PLEASANT HILL -- Carol Anderson recently found an uninvited -- and unwelcome -- guest on her front lawn.
"I have squirrels and every day I'd go out and throw a few peanuts to the squirrels," said Anderson, who has lived in her Patterson Boulevard home in the Poets Corner neighborhood for nearly 50 years. "All of a sudden there was a rat waiting for his turn."
Anderson, 78, said she hadn't seen a rat in her neighborhood in 25 years -- but a few days later, she saw another. She believes work at the long vacant residential property behind her home disturbed a rat colony.
"The backyard was overgrown and that's the kind of place that rats and mice and raccoons like," she said. "When they plowed it all over and cut down the trees the rats had to go somewhere."
Anderson called the city and the Contra Costa Mosquito & Vector Control District for help. She hasn't been entirely satisfied with either agency's response.
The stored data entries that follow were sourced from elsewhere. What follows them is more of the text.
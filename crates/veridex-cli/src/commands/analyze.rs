//! The analyze command: run the full pipeline over a document or text.

use crate::cli::AnalyzeArgs;
use crate::config::Config;
use crate::error::{CliError, Result};
use crate::output::Formatter;
use std::fs;
use veridex_domain::ContextHint;
use veridex_pipeline::Pipeline;

/// Run a full analysis and persist the per-session result document.
pub fn execute_analyze(
    args: AnalyzeArgs,
    pipeline: &Pipeline,
    config: &Config,
    formatter: &Formatter,
) -> Result<()> {
    let text = match (&args.file, &args.text) {
        (Some(path), _) => fs::read_to_string(path)?,
        (None, Some(text)) => text.clone(),
        (None, None) => {
            return Err(CliError::InvalidInput(
                "provide a document with --file or text with --text".into(),
            ))
        }
    };

    let hint = build_hint(&args);
    let result = pipeline.analyze(&text, hint.as_ref());

    println!("{}", formatter.format_analysis(&result)?);

    let output_dir = match &args.output {
        Some(dir) => dir.clone(),
        None => config.output_dir()?,
    };
    let path = pipeline.save_result(&result, &output_dir)?;
    println!(
        "{}",
        formatter.success(&format!("Full analysis saved to {}", path.display()))
    );

    Ok(())
}

fn build_hint(args: &AnalyzeArgs) -> Option<ContextHint> {
    if args.situation_type.is_none() && args.jurisdiction.is_none() {
        return None;
    }
    Some(ContextHint {
        situation_type: args.situation_type.clone(),
        jurisdiction: args.jurisdiction.clone(),
    })
}
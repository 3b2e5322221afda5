//! The score command: sovereignty-score a text directly.

use crate::cli::ScoreArgs;
use crate::error::Result;
use crate::output::Formatter;
use veridex_pipeline::Pipeline;

/// Score text on the servile↔sovereign axis and print the metrics.
pub fn execute_score(args: ScoreArgs, pipeline: &Pipeline, formatter: &Formatter) -> Result<()> {
    let text = args.text.join(" ");
    let metrics = pipeline.score(&text);
    println!("{}", formatter.format_score(&metrics)?);
    Ok(())
}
The city's code enforcer, Anderson contends, offered little assistance beyond suggesting that she hire a private pest control firm. But Anderson believes the city should have required the contractor working on the vacant property to remove any rodents that may have been living in the vegetation in the back yard. Planner Greg Fuz, who oversees code enforcement for Pleasant Hill, could not be reached for comment.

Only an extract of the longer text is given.